(Saved data entries)
* * * * * * *

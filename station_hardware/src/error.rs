use thiserror::Error;

#[derive(Debug, Error)]
pub enum HwError {
    #[error("front-end bus error: {0}")]
    Bus(String),
    #[error("front-end timeout")]
    Timeout,
    #[error("conversion-complete timeout")]
    ConversionTimeout,
    #[error("io: {0}")]
    Io(#[from] std::io::Error),
}

pub type Result<T> = std::result::Result<T, HwError>;
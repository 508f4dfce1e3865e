//! Measurement tags: mux-select codes for the analog front-end.
//!
//! A tag both programs the front-end (channel, sub-path, bias, gain
//! boost) and identifies, after the fact, which configuration produced
//! a raw sample. Conversions complete asynchronously, one step behind
//! the tag currently being programmed, so the scheduler carries tags
//! alongside results to route them back to the right averager.

use crate::channel::ChannelId;
use bitflags::bitflags;

bitflags! {
    /// Mux-select code for one front-end configuration.
    #[derive(Debug, Clone, Copy, PartialEq, Eq, PartialOrd, Ord, Hash)]
    pub struct MeasureTag: u8 {
        /// Selects channel 2 when set, channel 1 when clear.
        const CHANNEL_2 = 0b0000_0001;
        /// Selects sub-path B when set, sub-path A when clear.
        const PATH_B = 0b0000_0010;
        /// Enables the sensor bias current source.
        const BIAS = 0b0000_0100;
        /// Enables the gain-boost amplifier stage.
        const GAIN_BOOST = 0b0000_1000;
        /// Sentinel terminating an acquisition sequence.
        const COMPLETE = 0b1000_0000;
    }
}

impl MeasureTag {
    pub fn for_path(channel: ChannelId, path_b: bool, bias: bool, gain_boost: bool) -> Self {
        let mut tag = MeasureTag::empty();
        if channel == ChannelId::Two {
            tag |= MeasureTag::CHANNEL_2;
        }
        if path_b {
            tag |= MeasureTag::PATH_B;
        }
        if bias {
            tag |= MeasureTag::BIAS;
        }
        if gain_boost {
            tag |= MeasureTag::GAIN_BOOST;
        }
        tag
    }

    pub fn channel(self) -> ChannelId {
        if self.contains(MeasureTag::CHANNEL_2) {
            ChannelId::Two
        } else {
            ChannelId::One
        }
    }

    pub fn is_complete(self) -> bool {
        self.contains(MeasureTag::COMPLETE)
    }

    /// The {bias, gain-boost} pair. Tags sharing a settle key can be
    /// sampled back to back without reconfiguring the front-end.
    pub fn settle_key(self) -> u8 {
        (self & (MeasureTag::BIAS | MeasureTag::GAIN_BOOST)).bits()
    }
}

/// Sort an acquisition sequence by {bias, gain-boost} so that front-end
/// reconfiguration happens the minimum number of times per cycle.
/// Stable, so per-sensor tag order within a settle group is preserved.
pub fn sort_sequence(seq: &mut [MeasureTag]) {
    seq.sort_by_key(|t| t.settle_key());
}

/// Number of {bias, gain-boost} transitions across a sequence, ignoring
/// the terminal sentinel.
pub fn reconfiguration_count(seq: &[MeasureTag]) -> usize {
    let mut count = 0;
    let mut prev: Option<u8> = None;
    for tag in seq.iter().filter(|t| !t.is_complete()) {
        let key = tag.settle_key();
        if let Some(p) = prev
            && p != key
        {
            count += 1;
        }
        prev = Some(key);
    }
    count
}

#[cfg(test)]
mod tests {
    use super::*;

    #[test]
    fn tag_fields_round_trip() {
        let tag = MeasureTag::for_path(ChannelId::Two, true, true, false);
        assert_eq!(tag.channel(), ChannelId::Two);
        assert!(tag.contains(MeasureTag::PATH_B));
        assert!(tag.contains(MeasureTag::BIAS));
        assert!(!tag.contains(MeasureTag::GAIN_BOOST));
        assert!(!tag.is_complete());
    }

    #[test]
    fn settle_key_ignores_channel_and_path() {
        let a = MeasureTag::for_path(ChannelId::One, false, true, false);
        let b = MeasureTag::for_path(ChannelId::Two, true, true, false);
        assert_eq!(a.settle_key(), b.settle_key());
    }

    #[test]
    fn sorting_groups_settle_keys_contiguously() {
        let mut seq = vec![
            MeasureTag::for_path(ChannelId::One, false, false, true),
            MeasureTag::for_path(ChannelId::Two, false, true, false),
            MeasureTag::for_path(ChannelId::One, true, false, false),
            MeasureTag::for_path(ChannelId::Two, false, false, true),
        ];
        sort_sequence(&mut seq);
        // 3 distinct keys -> exactly 2 transitions, each key one run
        assert_eq!(reconfiguration_count(&seq), 2);
    }

    #[test]
    fn two_key_sequence_reconfigures_at_most_once() {
        // A thermocouple cycle: gain-boosted tip path + plain cold junction,
        // interleaved for both channels.
        let mut seq = vec![
            MeasureTag::for_path(ChannelId::One, false, false, true),
            MeasureTag::for_path(ChannelId::One, true, false, false),
            MeasureTag::for_path(ChannelId::Two, false, false, true),
            MeasureTag::for_path(ChannelId::Two, true, false, false),
        ];
        sort_sequence(&mut seq);
        assert!(reconfiguration_count(&seq) <= 1);
    }
}
//! Three-anchor piecewise-linear calibration tables.
//!
//! Each tip carries, per sensor type, an ordered list of (measured
//! value, temperature) anchors persisted by `station_config::TipStore`.
//! The core interpolates between them and clamps at the table edges;
//! it never extrapolates past the outermost anchors.

use crate::error::CalibrationError;

/// Number of calibration anchors per table.
pub const ANCHOR_COUNT: usize = 3;

/// One calibration anchor: a measured value (millivolts for
/// thermocouples, ohms for thermistors) and the reference temperature
/// it was captured at.
#[derive(Debug, Clone, Copy, PartialEq)]
pub struct CalPoint {
    pub measured: f32,
    pub temperature_c: f32,
}

#[derive(Debug, Clone)]
pub struct CalTable {
    anchors: [CalPoint; ANCHOR_COUNT],
}

impl CalTable {
    /// Build a table from anchors. Measured values must strictly
    /// increase; the temperatures may be arbitrary.
    pub fn new(anchors: [CalPoint; ANCHOR_COUNT]) -> Result<Self, CalibrationError> {
        for pair in anchors.windows(2) {
            if pair[1].measured <= pair[0].measured {
                return Err(CalibrationError::NotMonotonic);
            }
        }
        Ok(Self { anchors })
    }

    pub fn anchors(&self) -> &[CalPoint; ANCHOR_COUNT] {
        &self.anchors
    }

    /// Replace a single anchor, keeping the monotonicity invariant.
    pub fn set_anchor(&mut self, index: usize, point: CalPoint) -> Result<(), CalibrationError> {
        if index >= ANCHOR_COUNT {
            return Err(CalibrationError::BadIndex(index));
        }
        let mut candidate = self.anchors;
        candidate[index] = point;
        let updated = Self::new(candidate)?;
        *self = updated;
        Ok(())
    }

    /// Piecewise-linear interpolation, clamped to the edge anchors.
    pub fn temperature_at(&self, measured: f32) -> f32 {
        let first = self.anchors[0];
        let last = self.anchors[ANCHOR_COUNT - 1];
        if measured <= first.measured {
            return first.temperature_c;
        }
        if measured >= last.measured {
            return last.temperature_c;
        }
        for pair in self.anchors.windows(2) {
            let (lo, hi) = (pair[0], pair[1]);
            if measured <= hi.measured {
                let span = hi.measured - lo.measured;
                let frac = (measured - lo.measured) / span;
                return lo.temperature_c + frac * (hi.temperature_c - lo.temperature_c);
            }
        }
        last.temperature_c
    }
}

#[cfg(test)]
mod tests {
    use super::*;

    fn thermocouple_table() -> CalTable {
        CalTable::new([
            CalPoint {
                measured: 4.64,
                temperature_c: 221.77,
            },
            CalPoint {
                measured: 5.81,
                temperature_c: 296.06,
            },
            CalPoint {
                measured: 6.64,
                temperature_c: 369.61,
            },
        ])
        .unwrap()
    }

    #[test]
    fn interpolates_within_first_segment() {
        let t = thermocouple_table().temperature_at(5.0);
        assert!(t > 221.77 && t < 296.06, "got {t}");
    }

    #[test]
    fn exact_anchor_reproduces_anchor_temperature() {
        let table = thermocouple_table();
        for anchor in table.anchors() {
            let t = table.temperature_at(anchor.measured);
            assert!((t - anchor.temperature_c).abs() < 1e-3);
        }
    }

    #[test]
    fn clamps_at_edges_instead_of_extrapolating() {
        let table = thermocouple_table();
        assert_eq!(table.temperature_at(0.0), 221.77);
        assert_eq!(table.temperature_at(50.0), 369.61);
    }

    #[test]
    fn rejects_non_monotonic_anchors() {
        let err = CalTable::new([
            CalPoint {
                measured: 2.0,
                temperature_c: 100.0,
            },
            CalPoint {
                measured: 1.0,
                temperature_c: 200.0,
            },
            CalPoint {
                measured: 3.0,
                temperature_c: 300.0,
            },
        ])
        .unwrap_err();
        assert_eq!(err, CalibrationError::NotMonotonic);
    }

    #[test]
    fn set_anchor_refuses_ordering_violations() {
        let mut table = thermocouple_table();
        let err = table
            .set_anchor(
                1,
                CalPoint {
                    measured: 10.0,
                    temperature_c: 300.0,
                },
            )
            .unwrap_err();
        assert_eq!(err, CalibrationError::NotMonotonic);
        // Table unchanged on failure
        assert_eq!(table.anchors()[1].measured, 5.81);
    }
}
use std::fmt;
use std::rc::Rc;
use std::str::FromStr;

use crate::error::MenuError;
use crate::path::ActionPath;
use crate::shortcut::Shortcut;

/// Boxed error returned by fallible visibility predicates.
pub type BoxError = Box<dyn std::error::Error + Send + Sync>;

/// Handler invoked with the tree context when an action is activated.
pub type ActionCallback<C> = Rc<dyn Fn(&C)>;

/// Visibility predicate evaluated with the tree context on every build pass.
pub type Validator<C> = Rc<dyn Fn(&C) -> Result<bool, BoxError>>;

/// Sort key of an action; lower values come first.
#[derive(Clone, Copy, Debug, PartialEq, Eq, PartialOrd, Ord, Hash)]
pub struct Priority(i32);

impl Priority {
    pub const fn new(value: i32) -> Self {
        Self(value)
    }

    pub const fn value(self) -> i32 {
        self.0
    }

    /// Returns the separator band of this priority (`floor(value / size)`).
    pub const fn band(self, size: i32) -> i32 {
        self.0.div_euclid(size)
    }
}

impl From<i32> for Priority {
    fn from(value: i32) -> Self {
        Self(value)
    }
}

impl TryFrom<i64> for Priority {
    type Error = MenuError;

    fn try_from(value: i64) -> Result<Self, Self::Error> {
        i32::try_from(value)
            .map(Self)
            .map_err(|_| MenuError::InvalidPriority {
                value: value.to_string(),
            })
    }
}

impl TryFrom<f64> for Priority {
    type Error = MenuError;

    #[allow(clippy::cast_possible_truncation, clippy::float_cmp)]
    fn try_from(value: f64) -> Result<Self, Self::Error> {
        let in_range = value >= f64::from(i32::MIN) && value <= f64::from(i32::MAX);
        if value.fract() == 0.0 && in_range {
            Ok(Self(value as i32))
        } else {
            Err(MenuError::InvalidPriority {
                value: value.to_string(),
            })
        }
    }
}

impl TryFrom<&str> for Priority {
    type Error = MenuError;

    fn try_from(value: &str) -> Result<Self, Self::Error> {
        value
            .trim()
            .parse::<i32>()
            .map(Self)
            .map_err(|_| MenuError::InvalidPriority {
                value: value.to_owned(),
            })
    }
}

impl FromStr for Priority {
    type Err = MenuError;

    fn from_str(s: &str) -> Result<Self, Self::Err> {
        Self::try_from(s)
    }
}

/// Declaration of an action before it is registered.
///
/// Conversion failures (e.g. a non-integer priority) are kept until
/// registration so that the registry can reject the whole declaration.
pub struct ActionDecl<C = ()> {
    pub(crate) path: String,
    pub(crate) shortcut: Option<Shortcut>,
    pub(crate) priority: Option<Result<Priority, MenuError>>,
    pub(crate) validator: Option<Validator<C>>,
}

impl<C> ActionDecl<C> {
    /// Starts a declaration for the slash-delimited `path`.
    pub fn new(path: impl Into<String>) -> Self {
        Self {
            path: path.into(),
            shortcut: None,
            priority: None,
            validator: None,
        }
    }

    /// Binds a keyboard accelerator; empty text means no shortcut.
    #[must_use]
    pub fn shortcut(mut self, shortcut: impl Into<Shortcut>) -> Self {
        let shortcut = shortcut.into();
        self.shortcut = (!shortcut.is_empty()).then_some(shortcut);
        self
    }

    /// Sets the sort priority.
    #[must_use]
    pub fn priority<P>(mut self, priority: P) -> Self
    where
        P: TryInto<Priority>,
        P::Error: Into<MenuError>,
    {
        self.priority = Some(priority.try_into().map_err(Into::into));
        self
    }

    /// Shows the action only while `validator` returns `true`.
    #[must_use]
    pub fn validator<F>(mut self, validator: F) -> Self
    where
        F: Fn(&C) -> bool + 'static,
    {
        self.validator = Some(Rc::new(move |ctx: &C| -> Result<bool, BoxError> {
            Ok(validator(ctx))
        }));
        self
    }

    /// Like [`ActionDecl::validator`], but a failing predicate aborts the build pass.
    #[must_use]
    pub fn try_validator<F, E>(mut self, validator: F) -> Self
    where
        F: Fn(&C) -> Result<bool, E> + 'static,
        E: Into<BoxError>,
    {
        self.validator = Some(Rc::new(move |ctx: &C| -> Result<bool, BoxError> {
            validator(ctx).map_err(Into::into)
        }));
        self
    }
}

/// A registered action.
pub struct ActionSpec<C = ()> {
    pub(crate) path: ActionPath,
    pub(crate) shortcut: Option<Shortcut>,
    pub(crate) priority: Option<Priority>,
    pub(crate) validator: Option<Validator<C>>,
    pub(crate) callback: ActionCallback<C>,
    pub(crate) sequence: usize,
}

impl<C> ActionSpec<C> {
    pub const fn path(&self) -> &ActionPath {
        &self.path
    }

    pub const fn shortcut(&self) -> Option<&Shortcut> {
        self.shortcut.as_ref()
    }

    pub const fn priority(&self) -> Option<Priority> {
        self.priority
    }

    pub const fn callback(&self) -> &ActionCallback<C> {
        &self.callback
    }

    /// Registration order within the owning registry.
    pub const fn sequence(&self) -> usize {
        self.sequence
    }

    /// Evaluates the visibility predicate; actions without one are always visible.
    pub fn is_visible(&self, ctx: &C) -> Result<bool, MenuError> {
        match &self.validator {
            None => Ok(true),
            Some(validator) => validator(ctx).map_err(|source| MenuError::Validator {
                path: self.path.to_string(),
                source,
            }),
        }
    }

    /// Invokes the callback directly, bypassing any menu.
    pub fn trigger(&self, ctx: &C) {
        (self.callback)(ctx);
    }
}

impl<C> fmt::Debug for ActionSpec<C> {
    fn fmt(&self, f: &mut fmt::Formatter<'_>) -> fmt::Result {
        f.debug_struct("ActionSpec")
            .field("path", &self.path.to_string())
            .field("shortcut", &self.shortcut)
            .field("priority", &self.priority)
            .field("validator", &self.validator.is_some())
            .field("sequence", &self.sequence)
            .finish_non_exhaustive()
    }
}

#[cfg(test)]
mod tests {
    use super::*;

    #[test]
    fn band_uses_floor_division() {
        assert_eq!(Priority::new(11).band(10), 1);
        assert_eq!(Priority::new(19).band(10), 1);
        assert_eq!(Priority::new(21).band(10), 2);
        assert_eq!(Priority::new(-1).band(10), -1);
    }

    #[test]
    fn integral_values_convert() {
        assert_eq!(Priority::try_from(40_i64).unwrap(), Priority::new(40));
        assert_eq!(Priority::try_from(12.0_f64).unwrap(), Priority::new(12));
        assert_eq!(" 7 ".parse::<Priority>().unwrap(), Priority::new(7));
    }

    #[test]
    fn non_integral_values_are_rejected() {
        assert!(matches!(
            Priority::try_from(2.5_f64),
            Err(MenuError::InvalidPriority { .. })
        ));
        assert!(Priority::try_from(f64::NAN).is_err());
        assert!(Priority::try_from(i64::MAX).is_err());
        assert!(Priority::try_from("high").is_err());
    }

    #[test]
    fn empty_shortcut_is_dropped() {
        let decl = ActionDecl::<()>::new("File/Save").shortcut("");
        assert!(decl.shortcut.is_none());

        let decl = ActionDecl::<()>::new("File/Save").shortcut("Ctrl+S");
        assert_eq!(decl.shortcut, Some(Shortcut::from("Ctrl+S")));
    }

    #[test]
    fn priority_failure_is_deferred() {
        let decl = ActionDecl::<()>::new("File/Save").priority(1.5_f64);
        assert!(matches!(decl.priority, Some(Err(_))));

        let decl = ActionDecl::<()>::new("File/Save").priority(3);
        assert!(matches!(decl.priority, Some(Ok(p)) if p.value() == 3));
    }
}
use std::fmt;
use std::str::FromStr;

use smallvec::SmallVec;

use crate::error::MenuError;

/// Slash-delimited location of an action inside a menu tree.
///
/// Every segment but the last names a submenu; the last one is the action label.
/// Paths always hold at least one non-blank segment.
#[derive(Clone, Debug, PartialEq, Eq, Hash)]
pub struct ActionPath {
    segments: SmallVec<[String; 4]>,
}

impl ActionPath {
    /// Splits `path` on `/`, rejecting empty paths and blank segments.
    pub fn parse(path: &str) -> Result<Self, MenuError> {
        if path.trim().is_empty() {
            return Err(MenuError::InvalidPath {
                path: path.to_owned(),
                reason: "path is empty",
            });
        }

        let mut segments = SmallVec::new();
        for segment in path.split('/') {
            if segment.trim().is_empty() {
                return Err(MenuError::InvalidPath {
                    path: path.to_owned(),
                    reason: "path contains an empty segment",
                });
            }
            segments.push(segment.to_owned());
        }
        Ok(Self { segments })
    }

    /// Returns all segments, submenus first.
    pub fn segments(&self) -> &[String] {
        &self.segments
    }

    /// Returns the submenu segments (everything but the leaf).
    pub fn parents(&self) -> &[String] {
        match self.segments.split_last() {
            Some((_, parents)) => parents,
            None => &[],
        }
    }

    /// Returns the leaf label.
    pub fn leaf(&self) -> &str {
        self.segments.last().map_or("", String::as_str)
    }

    /// Returns the number of segments.
    pub fn depth(&self) -> usize {
        self.segments.len()
    }
}

impl fmt::Display for ActionPath {
    fn fmt(&self, f: &mut fmt::Formatter<'_>) -> fmt::Result {
        for (idx, segment) in self.segments.iter().enumerate() {
            if idx > 0 {
                f.write_str("/")?;
            }
            f.write_str(segment)?;
        }
        Ok(())
    }
}

impl FromStr for ActionPath {
    type Err = MenuError;

    fn from_str(s: &str) -> Result<Self, Self::Err> {
        Self::parse(s)
    }
}
use crate::retained::RetainedAction;

/// Navigation and activation commands understood by an open popup menu.
#[derive(Clone, Copy, Debug, PartialEq, Eq)]
pub enum PopupAction {
    /// Move selection to the previous entry, skipping separators.
    SelectPrev,
    /// Move selection to the next entry, skipping separators.
    SelectNext,
    /// Select the first entry of the active panel.
    SelectFirst,
    /// Select the last entry of the active panel.
    SelectLast,
    /// Open the selected submenu as a new panel.
    OpenSubmenu,
    /// Close the active submenu panel and return to its parent.
    CloseSubmenu,
    /// Trigger the selected action, or open the selected submenu.
    Activate,
    /// Close the whole popup without a choice.
    Dismiss,
}

/// Result of handling an action or key event.
#[derive(Clone, Debug, PartialEq, Eq)]
pub enum MenuEvent {
    /// The popup state changed (selection moved, a panel opened or closed).
    Handled,
    /// Nothing to do (e.g. no panel is open or the key is unbound).
    Unhandled,
    /// An action was chosen; the popup has been closed.
    Activated(RetainedAction),
    /// The popup was dismissed without a choice.
    Dismissed,
}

* * * * * * *

Number of lines above containing "SmallVec": state it and nothing else.

■ **Written reply**: 3